Latest Unemployment Report Does Little to Change Midterm Dynamic

BY David Chalian  October 8, 2010 at 8:23 AM EST

Job seekers

Job seekers line up at a job fair last week in New York City. Photo by Mario Tama/Getty Images.

The Morning Line

Friday’s monthly jobs report was the last before November’s midterm elections and it likely did little to alter voters’ discontent about the state of the U.S. economy.

The unemployment rate was unchanged at 9.6 percent in September, the Labor Department reported. Overall, the economy shed 95,000 jobs last month. The loss of government jobs led the way with a decline of 159,000, a combination of temporary Census 2010 workers seeing their terms come to an end and job losses in local government.

The private sector continued to trend up modestly, adding 64,000 jobs.

On Friday morning, President Obama is slated to tour a small business and deliver remarks in Bladensburg, Md., just outside Washington, and will likely tout nine straight months of private-sector job growth.

But Republicans were quick to hit Democrats on the fact that jobs were lost. “This report is not only the final affirmation of the failed job-killing policies of Washington Democrats, but it frames the national political debate from now until Election Day. There is now no doubt that this election will be a referendum on the Obama-Pelosi agenda that has created chronic unemployment and paralyzed the free enterprise system, ” said National Republican Campaign Committee chairman Rep. Pete Sessions of Texas in a statement.

PLOUFFE ATTEMPTS TO SET EXPECTATIONS

David Plouffe, the architect of President Obama’s successful 2008 campaign, met with reporters at the Democratic National Committee on Thursday to set expectations (low for Democrats, high for Republicans, of course) on 2010 midterm results.

“By this point in 1994, voters were not open for discussion. They had largely decided,” said Plouffe. “And that’s not what’s going on here at all. Undecided voters, voters who are soft Republican right now, they are very open to arguments about the Republican opponents and I think our candidates are doing a very good job drawing contrasts.”

Plouffe has been charged with overseeing the DNC/Organizing for America effort to reach first-time Obama voters from 2008 and urge them to get to the polls and vote for Democrats in 2010.

The president’s former campaign manager talked of Democrats beginning to narrow the enthusiasm gap that has been much discussed this political season. Citing examples from his polling research, Plouffe claims that in June, 75 percent of Democrats said they would definitely be voting in Tom Perriello’s competitive fifth congressional district race in Virginia. Now that figure is up to 84 percent, Plouffe said.

“That progress has to continue.
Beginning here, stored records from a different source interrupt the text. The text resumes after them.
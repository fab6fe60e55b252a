//! Logging and trace export for the gate process.
//!
//! Call [`init_tracing`] once at start-up, before the Tokio runtime exists,
//! and keep the returned guard alive until exit.
//!
//! # Environment variables
//!
//! | Variable | Effect |
//! |---|---|
//! | `RUST_LOG` | Log filter (default `"info"`). |
//! | `CMDGATE_LOG_FORMAT=json` | Newline-delimited JSON instead of compact text. |
//! | `OTEL_EXPORTER_OTLP_ENDPOINT` | OTLP/HTTP collector base URL. When set, spans such as the per-cycle `on_timer` span are exported. |
//!
//! ```rust,no_run
//! let _guard = cmdgate_runtime::telemetry::init_tracing("cmdgate");
//! ```

use opentelemetry::trace::TracerProvider as _;
use opentelemetry_otlp::WithExportConfig;
use opentelemetry_sdk::{Resource, trace::SdkTracerProvider};
use tracing_subscriber::{EnvFilter, layer::SubscriberExt, util::SubscriberInitExt};

/// Environment variable selecting the log line format.
pub const LOG_FORMAT_ENV: &str = "CMDGATE_LOG_FORMAT";

/// Console output format.
#[derive(Debug, Clone, Copy, PartialEq, Eq, Default)]
pub enum LogFormat {
    #[default]
    Compact,
    Json,
}

impl LogFormat {
    /// Interpret the value of [`LOG_FORMAT_ENV`].  Anything but `json`
    /// (case-insensitive) selects the compact format.
    pub fn parse(value: Option<&str>) -> Self {
        match value {
            Some(v) if v.trim().eq_ignore_ascii_case("json") => Self::Json,
            _ => Self::Compact,
        }
    }

    pub fn from_env() -> Self {
        Self::parse(std::env::var(LOG_FORMAT_ENV).ok().as_deref())
    }
}

/// Install the global subscriber: env filter, console formatter and, when an
/// OTLP endpoint is configured, the OpenTelemetry layer.
pub fn init_tracing(service_name: &str) -> TracerProviderGuard {
    let env_filter = EnvFilter::try_from_default_env().unwrap_or_else(|_| EnvFilter::new("info"));
    let format = LogFormat::from_env();
    let provider = build_provider(service_name);

    let otel_layer = provider
        .as_ref()
        .map(|p| tracing_opentelemetry::layer().with_tracer(p.tracer("cmdgate")));
    let json_layer = (format == LogFormat::Json).then(|| tracing_subscriber::fmt::layer().json());
    let compact_layer =
        (format == LogFormat::Compact).then(|| tracing_subscriber::fmt::layer().compact());

    tracing_subscriber::registry()
        .with(env_filter)
        .with(otel_layer)
        .with(json_layer)
        .with(compact_layer)
        .init();

    TracerProviderGuard(provider)
}

/// Flushes and shuts down the span exporter on drop.
pub struct TracerProviderGuard(Option<SdkTracerProvider>);

impl TracerProviderGuard {
    /// `true` when spans are exported to a collector.
    pub fn is_exporting(&self) -> bool {
        self.0.is_some()
    }
}

impl Drop for TracerProviderGuard {
    fn drop(&mut self) {
        if let Some(provider) = self.0.take() {
            if let Err(e) = provider.shutdown() {
                eprintln!("[cmdgate] trace exporter shutdown error: {e}");
            }
        }
    }
}

/// `None` without `OTEL_EXPORTER_OTLP_ENDPOINT` or when the exporter fails to
/// build (reported on stderr, console logging still works).
fn build_provider(service_name: &str) -> Option<SdkTracerProvider> {
    let endpoint = std::env::var("OTEL_EXPORTER_OTLP_ENDPOINT").ok()?;

    let exporter = opentelemetry_otlp::SpanExporter::builder()
        .with_http()
        .with_endpoint(endpoint)
        .build()
        .map_err(|e| eprintln!("[cmdgate] OTLP exporter init failed: {e}"))
        .ok()?;

    let resource = Resource::builder()
        .with_service_name(service_name.to_string())
        .build();

    // Simple exporter: the Tokio runtime does not exist yet at init time.
    Some(
        SdkTracerProvider::builder()
            .with_resource(resource)
            .with_simple_exporter(exporter)
            .build(),
    )
}

#[cfg(test)]
mod tests {
    use super::*;

    #[test]
    fn log_format_defaults_to_compact() {
        assert_eq!(LogFormat::parse(None), LogFormat::Compact);
        assert_eq!(LogFormat::parse(Some("pretty")), LogFormat::Compact);
        assert_eq!(LogFormat::parse(Some("")), LogFormat::Compact);
    }

    #[test]
    fn log_format_accepts_json_in_any_case() {
        assert_eq!(LogFormat::parse(Some("json")), LogFormat::Json);
        assert_eq!(LogFormat::parse(Some(" JSON ")), LogFormat::Json);
    }

    #[test]
    fn no_endpoint_means_no_exporter() {
        // SAFETY: no other test in this crate reads this variable.
        unsafe { std::env::remove_var("OTEL_EXPORTER_OTLP_ENDPOINT") };
        assert!(build_provider("cmdgate-test").is_none());
        assert!(!TracerProviderGuard(None).is_exporting());
    }
}
//! Timeout diagnostics – liveness monitor for command sources and the output.
//!
//! Every monitored entity owns a [`TimeoutDiag`] that remembers when the
//! entity last produced data.  Each cycle the gate refreshes the timestamps in
//! the [`DiagnosticAggregator`] and calls [`DiagnosticAggregator::report`] to
//! obtain one [`DiagnosticRecord`] per entity:
//!
//! ```text
//! elapsed ≤ warn            → OK
//! warn < elapsed ≤ error    → WARN
//! elapsed > error / never   → STALE
//! ```
//!
//! Levels are recomputed from scratch each cycle.  Diagnostics never change
//! which source is active.

use std::collections::HashMap;
use std::time::{Duration, Instant};

use cmdgate_types::{DiagnosticRecord, GateError, HealthLevel};

// ────────────────────────────────────────────────────────────────────────────
// Thresholds
// ────────────────────────────────────────────────────────────────────────────

/// Warn / error thresholds shared by all timeout diagnostics.
#[derive(Debug, Clone, Copy, PartialEq, Eq)]
pub struct TimeoutParams {
    pub warn_duration: Duration,
    pub error_duration: Duration,
}

impl TimeoutParams {
    /// # Errors
    ///
    /// [`GateError::Config`] unless `0 < warn_duration <= error_duration`.
    pub fn new(warn_duration: Duration, error_duration: Duration) -> Result<Self, GateError> {
        if warn_duration.is_zero() || warn_duration > error_duration {
            return Err(GateError::Config(format!(
                "diagnostic thresholds must satisfy 0 < warn ({warn_duration:?}) <= error ({error_duration:?})"
            )));
        }
        Ok(Self {
            warn_duration,
            error_duration,
        })
    }

    /// Build from seconds as found in the configuration file.
    pub fn from_secs_f64(warn: f64, error: f64) -> Result<Self, GateError> {
        let warn = Duration::try_from_secs_f64(warn)
            .map_err(|e| GateError::Config(format!("invalid warn duration {warn}: {e}")))?;
        let error = Duration::try_from_secs_f64(error)
            .map_err(|e| GateError::Config(format!("invalid error duration {error}: {e}")))?;
        Self::new(warn, error)
    }

    /// Classify an elapsed time.  `None` (never updated) is stale.
    pub fn classify(&self, elapsed: Option<Duration>) -> HealthLevel {
        match elapsed {
            Some(e) if e <= self.warn_duration => HealthLevel::Ok,
            Some(e) if e <= self.error_duration => HealthLevel::Warn,
            _ => HealthLevel::Stale,
        }
    }
}

impl Default for TimeoutParams {
    fn default() -> Self {
        Self {
            warn_duration: Duration::from_secs(1),
            error_duration: Duration::from_secs(2),
        }
    }
}

// ────────────────────────────────────────────────────────────────────────────
// TimeoutDiag
// ────────────────────────────────────────────────────────────────────────────

/// Liveness monitor for a single entity.
#[derive(Debug, Clone)]
pub struct TimeoutDiag {
    name: String,
    params: TimeoutParams,
    last_update: Option<Instant>,
}

impl TimeoutDiag {
    /// A monitor that has not seen any update yet (and is therefore stale).
    pub fn new(name: impl Into<String>, params: TimeoutParams) -> Self {
        Self {
            name: name.into(),
            params,
            last_update: None,
        }
    }

    pub fn name(&self) -> &str {
        &self.name
    }

    /// Replace the last-update instant.
    pub fn set_last_update(&mut self, last_update: Option<Instant>) {
        self.last_update = last_update;
    }

    /// Evaluate the monitor at `now`.
    pub fn evaluate(&self, now: Instant) -> DiagnosticRecord {
        let elapsed = self
            .last_update
            .map(|last| now.saturating_duration_since(last));
        let level = self.params.classify(elapsed);
        let message = match (level, elapsed) {
            (_, None) => "no data received".to_string(),
            (HealthLevel::Ok, Some(_)) => "ok".to_string(),
            (HealthLevel::Warn, Some(e)) => format!("no update for {:.3}s", e.as_secs_f64()),
            (HealthLevel::Stale, Some(e)) => format!("timeout ({:.3}s)", e.as_secs_f64()),
        };
        DiagnosticRecord {
            name: self.name.clone(),
            level,
            elapsed,
            message,
        }
    }
}

// ────────────────────────────────────────────────────────────────────────────
// DiagnosticAggregator
// ────────────────────────────────────────────────────────────────────────────

/// Registry of every [`TimeoutDiag`] in the gate, keyed by entity name.
///
/// # Example
///
/// ```
/// use std::time::{Duration, Instant};
/// use cmdgate_kernel::{DiagnosticAggregator, TimeoutDiag, TimeoutParams};
/// use cmdgate_types::HealthLevel;
///
/// let mut diag = DiagnosticAggregator::new();
/// diag.register(TimeoutDiag::new("source/planner", TimeoutParams::default()));
///
/// let t0 = Instant::now();
/// diag.update("source/planner", Some(t0));
/// assert_eq!(diag.health("source/planner", t0), Some(HealthLevel::Ok));
/// assert_eq!(
///     diag.health("source/planner", t0 + Duration::from_secs(5)),
///     Some(HealthLevel::Stale)
/// );
/// ```
#[derive(Default)]
pub struct DiagnosticAggregator {
    tasks: HashMap<String, TimeoutDiag>,
}

impl DiagnosticAggregator {
    pub fn new() -> Self {
        Self::default()
    }

    /// Register a monitor.  Re-registering a name replaces the old monitor.
    pub fn register(&mut self, task: TimeoutDiag) {
        self.tasks.insert(task.name().to_string(), task);
    }

    /// Set the last-update instant of `name`.  No-op for unknown names.
    pub fn update(&mut self, name: &str, last_update: Option<Instant>) {
        if let Some(task) = self.tasks.get_mut(name) {
            task.set_last_update(last_update);
        }
    }

    /// Health of `name` at `now`, or `None` if it was never registered.
    pub fn health(&self, name: &str, now: Instant) -> Option<HealthLevel> {
        self.tasks.get(name).map(|task| task.evaluate(now).level)
    }

    /// One record per registered entity, sorted by name.
    pub fn report(&self, now: Instant) -> Vec<DiagnosticRecord> {
        let mut records: Vec<DiagnosticRecord> =
            self.tasks.values().map(|task| task.evaluate(now)).collect();
        records.sort_by(|a, b| a.name.cmp(&b.name));
        records
    }

    pub fn len(&self) -> usize {
        self.tasks.len()
    }

    pub fn is_empty(&self) -> bool {
        self.tasks.is_empty()
    }
}
//! The closed set of joint kinds.
//!
//! Every concrete kind implements [`JointKinematics`]: the shared capability
//! contract {project, declare layout, update constraints, convert
//! coordinates}. [`CouplingKind`] is the tagged union the engine dispatches
//! through: one case per joint kind, each carrying its own parameter
//! struct.
//!
//! Frame conventions used by every kind:
//!
//! - `TCD` maps frame C (on the constraint manifold) to frame D (the
//!   coupling's home frame).
//! - Constraint wrenches, their derivatives, error twists and relative
//!   velocities are all expressed in frame D.
//! - A coordinate's *twist* is the derivative of TCD with respect to that
//!   coordinate: translational part = velocity of C's origin, angular part =
//!   angular velocity, both in D.
//! - A coordinate's *dual wrench* `wᵢ` satisfies `wᵢ · tⱼ = δᵢⱼ` over the
//!   coordinate twists; range-limit directions store the dual of their
//!   coordinate (the engine flips its sign for upper-limit engagement).

mod angular;
mod axial;
mod parameterized;
mod spherical;
mod surface;

pub use angular::{Free, Gimbal, RollPitch, Universal};
pub use axial::{
    Cylindrical, FixedAxis, Hinge, Planar, PlanarTranslation, RotationSense, SlottedHinge, Slider,
    Solid,
};
pub use parameterized::{Parameterized, PoseCurve};
pub use spherical::{Spherical, SphericalLimit};
pub use surface::{Ellipsoid, SegmentedPlanar};

use nalgebra::{Isometry3, Rotation3, Translation3, UnitQuaternion, Vector3, Vector6};
use rbc_spatial::{Twist, Wrench};

use crate::{ConstraintInfo, CoordinateRange, MotionType, Result};

#[cfg(feature = "serde")]
use serde::{Deserialize, Serialize};

/// Which of two divergent velocity-coupling update strategies a surface or
/// curve kind uses for its wrench derivatives.
///
/// The exact strategy differentiates the constraint basis along the current
/// motion; the other deliberately ignores the surface-coupling terms as an
/// approximation. Both are preserved behind this configuration choice.
#[derive(Debug, Clone, Copy, PartialEq, Eq, Default)]
#[cfg_attr(feature = "serde", derive(Serialize, Deserialize))]
pub enum VelocityCoupling {
    /// Differentiate the constraint directions along the current motion.
    #[default]
    Exact,
    /// Treat the constraint directions as momentarily fixed (zero wrench
    /// derivative for the coupled terms).
    Ignore,
}

/// Declaration of one coordinate in a kind's layout.
#[derive(Debug, Clone)]
pub(crate) struct CoordinateDecl {
    pub name: &'static str,
    pub range: CoordinateRange,
    pub motion: MotionType,
}

/// A kind's fixed layout: declared once, at coupling construction.
///
/// The engine materializes the constraint array as bilaterals first, then one
/// range-limit slot per coordinate (in coordinate order), then policy slots.
/// That ordering is part of the checkpoint format.
#[derive(Debug, Clone, Default)]
pub(crate) struct KindLayout {
    pub coordinates: Vec<CoordinateDecl>,
    pub bilaterals: Vec<MotionType>,
    pub policy_slots: Vec<MotionType>,
}

impl KindLayout {
    /// Append a coordinate (its range-limit slot is implied). Returns the
    /// coordinate index.
    pub fn add_coordinate(
        &mut self,
        name: &'static str,
        range: CoordinateRange,
        motion: MotionType,
    ) -> usize {
        self.coordinates.push(CoordinateDecl {
            name,
            range,
            motion,
        });
        self.coordinates.len() - 1
    }

    /// Append a bilateral constraint direction.
    pub fn add_bilateral(&mut self, motion: MotionType) {
        self.bilaterals.push(motion);
    }

    /// Append a unilateral direction not tied to a coordinate (limit-policy
    /// directions such as a tilt cone).
    pub fn add_policy_unilateral(&mut self, motion: MotionType) {
        self.policy_slots.push(motion);
    }
}

/// Per-step context handed to a kind's constraint update.
pub(crate) struct UpdateCtx<'a> {
    /// Projected pose (C in D).
    pub tgd: &'a Isometry3<f64>,
    /// Pose error of F relative to the projection, in D.
    pub err: &'a Twist,
    /// Relative velocity of the coupled bodies, in D.
    pub vel: &'a Twist,
    /// Current coordinate values.
    pub coords: &'a [f64],
    /// Constraint storage, in layout order (bilaterals first).
    pub constraints: &'a mut [ConstraintInfo],
}

/// The capability contract every joint kind supplies.
pub(crate) trait JointKinematics {
    /// Declare coordinates and constraint directions. Called once.
    fn layout(&self) -> KindLayout;

    /// Validate construction parameters. Configuration errors are rejected
    /// here, at the call that introduces them.
    fn validate(&self) -> Result<()> {
        Ok(())
    }

    /// Exact map from a coordinate vector to TCD.
    fn coords_to_tcd(&self, coords: &[f64]) -> Isometry3<f64>;

    /// Exact inverse of [`JointKinematics::coords_to_tcd`], resolving branch
    /// ambiguity toward `prev`. Must also accept off-manifold poses, for
    /// which it extracts the nearest-point coordinates.
    fn tcd_to_coords(&self, tcd: &Isometry3<f64>, prev: &[f64], out: &mut [f64]);

    /// Project an arbitrary pose onto the constraint manifold. The default
    /// extracts nearest-point coordinates and rebuilds the pose from them.
    fn project(&self, tfd: &Isometry3<f64>, prev: &[f64], out: &mut [f64]) -> Isometry3<f64> {
        self.tcd_to_coords(tfd, prev, out);
        self.coords_to_tcd(out)
    }

    /// Derivative of TCD with respect to coordinate `index`, as a twist in D.
    fn coordinate_twist(&self, index: usize, coords: &[f64]) -> Twist;

    /// Recompute wrenches and wrench derivatives for every bilateral
    /// direction, the dual wrenches for every coordinate-limit slot, and
    /// distance/wrench for policy-managed unilateral slots.
    fn update_constraints(&self, ctx: &mut UpdateCtx<'_>);
}

/// The closed set of joint kinds, dispatched through [`JointKinematics`].
#[derive(Debug)]
pub enum CouplingKind {
    /// One rotational DOF about z.
    Hinge(Hinge),
    /// One translational DOF along z.
    Slider(Slider),
    /// Translation along and rotation about z.
    Cylindrical(Cylindrical),
    /// Rotation about z plus a translational slot along x.
    SlottedHinge(SlottedHinge),
    /// Free translation plus rotation about z.
    FixedAxis(FixedAxis),
    /// Translation in the x-y plane plus rotation about z.
    Planar(Planar),
    /// Translation in the x-y plane only.
    PlanarTranslation(PlanarTranslation),
    /// Rigid connection: zero DOF.
    Solid(Solid),
    /// Hooke joint: rotation about x, then about the moved y.
    Universal(Universal),
    /// Roll about z, pitch about a skewed y′.
    RollPitch(RollPitch),
    /// Intrinsic Z-Y-X roll/pitch/yaw with per-angle limits.
    Gimbal(Gimbal),
    /// Ball joint with a construction-selected limit policy.
    Spherical(Spherical),
    /// All six DOF free, each with an optional range.
    Free(Free),
    /// Frame origin on an ellipsoid surface, spinning about the normal.
    Ellipsoid(Ellipsoid),
    /// Origin on a piecewise-planar surface.
    SegmentedPlanar(SegmentedPlanar),
    /// One coordinate along a user-supplied pose curve.
    Parameterized(Parameterized),
}

impl CouplingKind {
    pub(crate) fn kinematics(&self) -> &dyn JointKinematics {
        match self {
            Self::Hinge(k) => k,
            Self::Slider(k) => k,
            Self::Cylindrical(k) => k,
            Self::SlottedHinge(k) => k,
            Self::FixedAxis(k) => k,
            Self::Planar(k) => k,
            Self::PlanarTranslation(k) => k,
            Self::Solid(k) => k,
            Self::Universal(k) => k,
            Self::RollPitch(k) => k,
            Self::Gimbal(k) => k,
            Self::Spherical(k) => k,
            Self::Free(k) => k,
            Self::Ellipsoid(k) => k,
            Self::SegmentedPlanar(k) => k,
            Self::Parameterized(k) => k,
        }
    }
}

// ---------------------------------------------------------------------------
// Shared helpers
// ---------------------------------------------------------------------------

/// Build an isometry from a translation vector and rotation matrix.
pub(crate) fn iso(p: Vector3<f64>, r: &Rotation3<f64>) -> Isometry3<f64> {
    Isometry3::from_parts(
        Translation3::from(p),
        UnitQuaternion::from_rotation_matrix(r),
    )
}

/// Rotation about z by `theta`.
pub(crate) fn rot_z(theta: f64) -> Rotation3<f64> {
    Rotation3::from_axis_angle(&Vector3::z_axis(), theta)
}

/// The z-rotation angle nearest (in the Frobenius sense) to an arbitrary
/// rotation: `atan2(R10 − R01, R00 + R11)`. Exact for on-manifold input.
pub(crate) fn nearest_z_angle(r: &Rotation3<f64>) -> f64 {
    (r[(1, 0)] - r[(0, 1)]).atan2(r[(0, 0)] + r[(1, 1)])
}

/// Derivative of `normalize(u)` given `u` and `du`, with the vanishing-norm
/// case clamped.
pub(crate) fn normalized_derivative(u: &Vector3<f64>, du: &Vector3<f64>) -> Vector3<f64> {
    let n = u.norm().max(1e-12);
    let uh = u / n;
    (du - uh * uh.dot(du)) / n
}

/// Zero out a slice of constraint wrenches and derivatives before a refill.
pub(crate) fn clear_constraints(constraints: &mut [ConstraintInfo]) {
    for c in constraints {
        c.wrench = Wrench::zero();
        c.dot_wrench = Wrench::zero();
    }
}

/// Pack a twist into the 6-vector `(v, w)` used by the least-squares and
/// Gram-Schmidt machinery.
pub(super) fn vec6_of_twist(t: &Twist) -> Vector6<f64> {
    let mut out = Vector6::zeros();
    out.fixed_rows_mut::<3>(0).copy_from(&t.v);
    out.fixed_rows_mut::<3>(3).copy_from(&t.w);
    out
}

/// Interpret a 6-vector `(cv, cw)` as the wrench `(m = cw, f = cv)`, the
/// pairing under which `wrench · twist` equals the Euclidean 6-dot.
pub(super) fn wrench_of_vec6(c: &Vector6<f64>) -> Wrench {
    Wrench::new(
        c.fixed_rows::<3>(3).into_owned(),
        c.fixed_rows::<3>(0).into_owned(),
    )
}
No one’s comfortable with where we are today,” he cautioned.

Unlike other Democrats in recent weeks seeking to keep supportive donors and volunteers fully engaged, Plouffe never made the declarative prediction that Democrats would keep their House majority.

He also appeared to be installing some insulation for President Obama’s political operation should things go south.

“The campaigns and the candidates are the central actor in the campaign. They’re the ones spending all the money on television advertising. They’ve got their own message. What we’re trying to do is play a supportive role.”

Plouffe also believes his party is benefiting from the high profile, Tea Party-backed candidacy of Christine O’Donnell in Delaware. He also expects that President Obama will likely be running against a Republican nominee in 2012 who represents the far right wing of the party.

“This is the absolute tip of the iceberg. If you are a moderate Republican thinking about running for office in 2011 or 2012, you need to have your head examined. They are not going to do it. Because this dynamic is only going to increase.”

TOLEDO THROWDOWN

Ohio’s gubernatorial candidates met Thursday night in a feisty final debate before voters go to the polls on November 2.

The nearly hour-long meeting at the University of Toledo produced plenty of heated exchanges between Democratic Gov. Ted Strickland and former Republican Rep. John Kasich over the economy, taxes, Wall Street and the size of government. Recent polls show the race narrowing after Kasich had a double-digit lead early last month.

Kasich went after Strickland for his handling of Ohio’s economy. “If you had done what you said and you promised you’d do, which was to turn Ohio around, you would have created a government more effective and more efficient, and you would have dealt with the tax situation,” Kasich said. “But instead what you did is you raised spending.”

Strickland, meanwhile, accused Kasich of distorting the effectiveness of the federal stimulus plan and slammed the Republican for his work as an investment banker at Lehman Brothers. “The free-fall has been stopped and all you and your friends want to do is just criticize and say no, no, no,” charged Strickland. “While we have been working here in Ohio to create jobs, you were working on Wall Street to outsource our jobs.”

The Cleveland Plain Dealer’s Mark Naymik says the fireworks were to be expected given the recent movement in the polls:

“Early last month, Kasich appeared to be on his way to a whitewash victory after taking a double-digit lead in many polls. But in the weeks since their first debate in Columbus on Sept. 14, Strickland has charged back into the race and closed the gap. That all but assured the two candidates would come out swinging Thursday, their final face-to-face meeting before voters.”